Common Bus System
The basic computer has
- eight registers,
- a memory unit, and
- a control unit.
- Paths must be provided to transfer information from one register to another and between memory and registers. The number of wires will be excessive if connections are made between the outputs of each register and the inputs of the other registers. A more efficient scheme for transferring information in a system with many registers is to use a common bus. We can construct a bus system using multiplexers or three-state buffer gates. We just have to connect the registers and memory of the basic computer to a common bus system.
- The outputs of seven registers and memory are connected to the common bus. The specific output that is selected for the bus lines at any given time is determined from the binary value of the selection variables S2, S1, and S0. The number along each output shows the decimal equivalent of the required binary selection. For example, the number along the output of DR is 3. The 16-bit outputs of DR are placed on the bus lines when S2S1S0 = 011 since this is the binary value of decimal 3.
- The lines from the common bus are connected to the inputs of each register and the data inputs of the memory. The particular register whose LD (load) input is enabled receives the data from the bus during the next clock pulse transition. The memory receives the contents of the bus when its write input is activated. The memory places its 16-bit output onto the bus when the read input is activated and S2S1S0 = 111.
- Four registers, DR, AC, IR, and TR, have 16 bits each. Two registers, AR and PC, have 12 bits each since they hold a memory address. When the contents of AR or PC are applied to the 16-bit common bus, the four most significant bits are set to O's. When AR or PC receive information from the bus, only the 12 least significant bits are transferred into the register.
- The input register INPR and the output register OUTR have 8 bits each and communicate with the eight least significant bits in the bus. INPR is connected to provide information to the bus but OUTR can only receive information from the bus. This is because INPR receives a character from an input device which is then transferred to AC .

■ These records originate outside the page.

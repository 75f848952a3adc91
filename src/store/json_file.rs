//! JSON-file table store
//!
//! One file per table under a data directory, `<table>.json`, holding a
//! serialized [`TableSnapshot`]. Overwrite writes a sibling temp file and
//! renames it over the original, so readers see either the old table or
//! the new one, never a torn write.

use std::fs;
use std::path::{Path, PathBuf};

use serde_json::Value;

use super::errors::{StoreError, StoreResult};
use super::{TableSnapshot, TableStore};

pub struct JsonTableStore {
    data_dir: PathBuf,
}

impl JsonTableStore {
    pub fn new(data_dir: impl Into<PathBuf>) -> Self {
        Self {
            data_dir: data_dir.into(),
        }
    }

    fn table_path(&self, table: &str) -> PathBuf {
        self.data_dir.join(format!("{}.json", table))
    }

    /// Creates the table file with the given headers and no rows. Used to
    /// seed a fresh data directory; refuses to clobber an existing table.
    pub fn create(&self, table: &str, headers: &[&str]) -> StoreResult<()> {
        let path = self.table_path(table);
        if path.exists() {
            return Err(StoreError::write_failed(table, "table already exists"));
        }

        fs::create_dir_all(&self.data_dir)
            .map_err(|e| StoreError::write_failed(table, e.to_string()))?;

        let snapshot = TableSnapshot {
            headers: headers.iter().map(|s| s.to_string()).collect(),
            rows: Vec::new(),
        };
        self.write_snapshot(table, &path, &snapshot)
    }

    fn write_snapshot(
        &self,
        table: &str,
        path: &Path,
        snapshot: &TableSnapshot,
    ) -> StoreResult<()> {
        let content = serde_json::to_string_pretty(snapshot)
            .map_err(|e| StoreError::write_failed(table, e.to_string()))?;

        let temp = path.with_extension("json.tmp");
        fs::write(&temp, content).map_err(|e| StoreError::write_failed(table, e.to_string()))?;
        fs::rename(&temp, path).map_err(|e| StoreError::write_failed(table, e.to_string()))?;
        Ok(())
    }
}

impl TableStore for JsonTableStore {
    fn load(&self, table: &str) -> StoreResult<TableSnapshot> {
        let path = self.table_path(table);
        if !path.exists() {
            return Err(StoreError::not_found(table));
        }

        let content = fs::read_to_string(&path)
            .map_err(|e| StoreError::read_failed(table, e.to_string()))?;

        serde_json::from_str(&content).map_err(|e| StoreError::malformed(table, e.to_string()))
    }

    fn overwrite(&self, table: &str, rows: Vec<Vec<Value>>) -> StoreResult<()> {
        // Headers belong to the store; keep the existing ones.
        let mut snapshot = self.load(table)?;
        snapshot.rows = rows;
        self.write_snapshot(table, &self.table_path(table), &snapshot)
    }
}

- OUTR receives a character from AC and delivers it to an output device. There is no transfer from OUTR to any of the other registers.

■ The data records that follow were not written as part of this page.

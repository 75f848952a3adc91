//! Sequential outbox drain
//!
//! Processes the queue one item at a time (single flight per item by
//! construction). Due items are attempted through the transport: a
//! delivery drops the item from the queue, a failure goes through the
//! retry state machine. Items not due, and dead items, pass through
//! untouched — nothing is ever silently dropped.

use chrono::{DateTime, Utc};

use crate::observability::Logger;

use super::message::QueuedEmail;
use super::retry::RetryPolicy;
use super::transport::MailTransport;

/// Counts from one drain pass.
#[derive(Debug, Clone, Copy, Default, PartialEq, Eq)]
pub struct DrainReport {
    /// Items that were due and attempted.
    pub attempted: usize,
    /// Attempts that delivered (items removed from the queue).
    pub delivered: usize,
    /// Attempts that failed but remain pending.
    pub failed: usize,
    /// Attempts that failed and crossed the attempt cap.
    pub dead_lettered: usize,
}

/// Drains the queue through an injected transport and policy.
pub struct OutboxWorker<'a> {
    transport: &'a dyn MailTransport,
    policy: &'a RetryPolicy,
}

impl<'a> OutboxWorker<'a> {
    pub fn new(transport: &'a dyn MailTransport, policy: &'a RetryPolicy) -> Self {
        Self { transport, policy }
    }

    /// One sequential pass over the queue at time `now`.
    ///
    /// Returns the surviving queue (pending and dead items, in order)
    /// plus the pass counts.
    pub fn drain(
        &self,
        queue: Vec<QueuedEmail>,
        now: DateTime<Utc>,
    ) -> (Vec<QueuedEmail>, DrainReport) {
        let mut surviving = Vec::with_capacity(queue.len());
        let mut report = DrainReport::default();

        for mut item in queue {
            if !item.is_due(now) {
                surviving.push(item);
                continue;
            }

            report.attempted += 1;
            match self.transport.deliver(&item) {
                Ok(()) => {
                    report.delivered += 1;
                    Logger::info(
                        "NOTICE_DELIVERED",
                        &[("id", &item.id), ("to", &item.email)],
                    );
                    // Confirmed delivery: the item ceases to exist.
                }
                Err(e) => {
                    item.record_failure(now, &e.to_string(), self.policy);
                    if item.dead {
                        report.dead_lettered += 1;
                        Logger::error(
                            "NOTICE_DEAD_LETTERED",
                            &[
                                ("id", &item.id),
                                ("to", &item.email),
                                ("attempts", &item.attempts.to_string()),
                                ("error", &item.last_error),
                            ],
                        );
                    } else {
                        report.failed += 1;
                        Logger::warn(
                            "NOTICE_RETRY_SCHEDULED",
                            &[
                                ("id", &item.id),
                                ("to", &item.email),
                                ("attempts", &item.attempts.to_string()),
                                ("error", &item.last_error),
                            ],
                        );
                    }
                    surviving.push(item);
                }
            }
        }

        (surviving, report)
    }
}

- The 16 lines of the common bus receive information from six registers and the memory unit. The bus lines are connected to the inputs of six registers and the memory. Five registers have three control inputs: LD (load), INR (increment), and CLR (clear). This type of register is equivalent to a binary counter with parallel load and synchronous. The increment operation is achieved by enabling the count input of the counter. Two registers have only a LD input.
- The input data and output data of the memory are connected to the common bus, but the memory address is connected to AR . Therefore, AR must always be used to specify a memory address. By using a single register for the address, we eliminate the need for an address bus that would have been needed otherwise. The content of any register can be specified for the memory data input during a write operation. Similarly, any register can receive the data from memory after a read operation except AC .

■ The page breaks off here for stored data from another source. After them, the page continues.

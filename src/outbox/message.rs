//! The queued email record and its retry state machine
//!
//! A `QueuedEmail` is Pending while attempts remain below its effective
//! cap, Dead once the cap is reached. Dead is terminal: `record_failure`
//! on a dead item is a no-op, and the only way out of the queue is a
//! confirmed delivery or an operator purge.

use chrono::{DateTime, Utc};
use serde_json::Value;
use uuid::Uuid;

use crate::field::{
    optional_count, optional_string, optional_timestamp, require_count, require_email,
    require_string, truthy, FieldResult,
};
use crate::record::{encode_count, encode_timestamp, FieldMap, TableRecord};

use super::retry::RetryPolicy;

/// One pending (or dead-lettered) outbound email.
#[derive(Debug, Clone, PartialEq)]
pub struct QueuedEmail {
    pub id: String,
    pub email: String,
    pub subject: String,
    pub html_body: String,
    /// Delivery attempts made so far.
    pub attempts: u32,
    pub last_attempt_at: Option<DateTime<Utc>>,
    /// `None` = due now (never attempted, or dead).
    pub next_attempt_at: Option<DateTime<Utc>>,
    /// Diagnostic from the most recent failed attempt.
    pub last_error: String,
    /// Per-item attempt cap; `None` = use the policy default.
    pub max_attempts: Option<u32>,
    /// Terminal dead-letter flag.
    pub dead: bool,
}

impl QueuedEmail {
    /// Enqueues a fresh notice: zero attempts, fresh v4 id, not dead.
    /// The address is format-checked; subject and body must be non-blank.
    pub fn new(
        email: impl Into<String>,
        subject: impl Into<String>,
        html_body: impl Into<String>,
    ) -> FieldResult<Self> {
        let email = email.into();
        let subject = subject.into();
        let html_body = html_body.into();

        let email = require_email("Email", Some(&Value::String(email)))?;
        let subject = require_string("Subject", Some(&Value::String(subject)))?;
        let html_body = require_string("HtmlBody", Some(&Value::String(html_body)))?;

        Ok(QueuedEmail {
            id: Uuid::new_v4().to_string(),
            email,
            subject,
            html_body,
            attempts: 0,
            last_attempt_at: None,
            next_attempt_at: None,
            last_error: String::new(),
            max_attempts: None,
            dead: false,
        })
    }

    /// Whether the item should be attempted now: not dead, and either
    /// never scheduled or scheduled at or before `now`.
    pub fn is_due(&self, now: DateTime<Utc>) -> bool {
        if self.dead {
            return false;
        }
        match self.next_attempt_at {
            None => true,
            Some(at) => at <= now,
        }
    }

    /// Records one failed delivery attempt at time `t`.
    ///
    /// Attempts increment, the diagnostic is kept, and either the next
    /// attempt is scheduled by the policy's backoff or the item
    /// dead-letters once the effective cap is reached. No-op on a dead
    /// item: `dead` is monotonic.
    pub fn record_failure(&mut self, t: DateTime<Utc>, error: &str, policy: &RetryPolicy) {
        if self.dead {
            return;
        }

        self.attempts += 1;
        self.last_attempt_at = Some(t);
        self.last_error = error.to_string();

        if self.attempts >= policy.effective_max(self.max_attempts) {
            self.dead = true;
            self.next_attempt_at = None;
        } else {
            self.next_attempt_at = Some(t + policy.backoff(self.attempts));
        }
    }
}

impl TableRecord for QueuedEmail {
    const KIND: &'static str = "QueuedEmail";

    fn headers() -> &'static [&'static str] {
        &[
            "Id",
            "Email",
            "Subject",
            "HtmlBody",
            "Attempts",
            "LastAttemptAt",
            "NextAttemptAt",
            "LastError",
            "MaxAttempts",
            "Dead",
        ]
    }

    fn from_fields(fields: &FieldMap) -> FieldResult<Self> {
        Ok(QueuedEmail {
            id: require_string("Id", fields.get("Id"))?,
            email: require_email("Email", fields.get("Email"))?,
            subject: require_string("Subject", fields.get("Subject"))?,
            html_body: require_string("HtmlBody", fields.get("HtmlBody"))?,
            attempts: require_count("Attempts", fields.get("Attempts"))?,
            last_attempt_at: optional_timestamp("LastAttemptAt", fields.get("LastAttemptAt"))?,
            next_attempt_at: optional_timestamp("NextAttemptAt", fields.get("NextAttemptAt"))?,
            last_error: optional_string("LastError", fields.get("LastError")),
            max_attempts: optional_count("MaxAttempts", fields.get("MaxAttempts"))?,
            dead: truthy(fields.get("Dead")),
        })
    }

    fn encode(&self) -> Vec<Value> {
        vec![
            Value::String(self.id.clone()),
            Value::String(self.email.clone()),
            Value::String(self.subject.clone()),
            Value::String(self.html_body.clone()),
            Value::from(self.attempts),
            encode_timestamp(self.last_attempt_at),
            encode_timestamp(self.next_attempt_at),
            Value::String(self.last_error.clone()),
            encode_count(self.max_attempts),
            Value::Bool(self.dead),
        ]
    }
}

- The 16 inputs of AC come from an adder and logic circuit. This circuit has three sets of inputs. One set of 16-bit inputs come from the outputs of AC . They are used to implement register rnlcrooperations such as complement AC and shift AC . Another set of 16-bit inputs come from the data register DR . The inputs from DR and AC are used for arithmetic and logic microoperations, such as add DR to AC or AND DR to AC . The result of an addition is transferred to AC and the end carry-out of the addition is transferred to flip-flop E (Extended AC bit). A third set of 8-bit inputs come from the input register INPR.
- Note that the content of any register can be applied onto the bus and an operation can be performed in the adder and logic circuit during the same clock cycle. The clock transition at the end of the cycle transfers the content of the bus into the designated destination register and the output of the adder and logic circuit into AC . For example, the two microoperation.
DR<---AC and AC <--DR
can be executed at the same time. This can be done by placing the content of AC on the bus (with S2S1S0 = 100), enabling the LD (load) input of DR, transferring the content of DR through the adder and logic circuit into AC, and enabling the LD (load) input of AC, all during the same clock cycle. The two transfers occur upon the arrival of the clock pulse transition at the end of the clock cycle.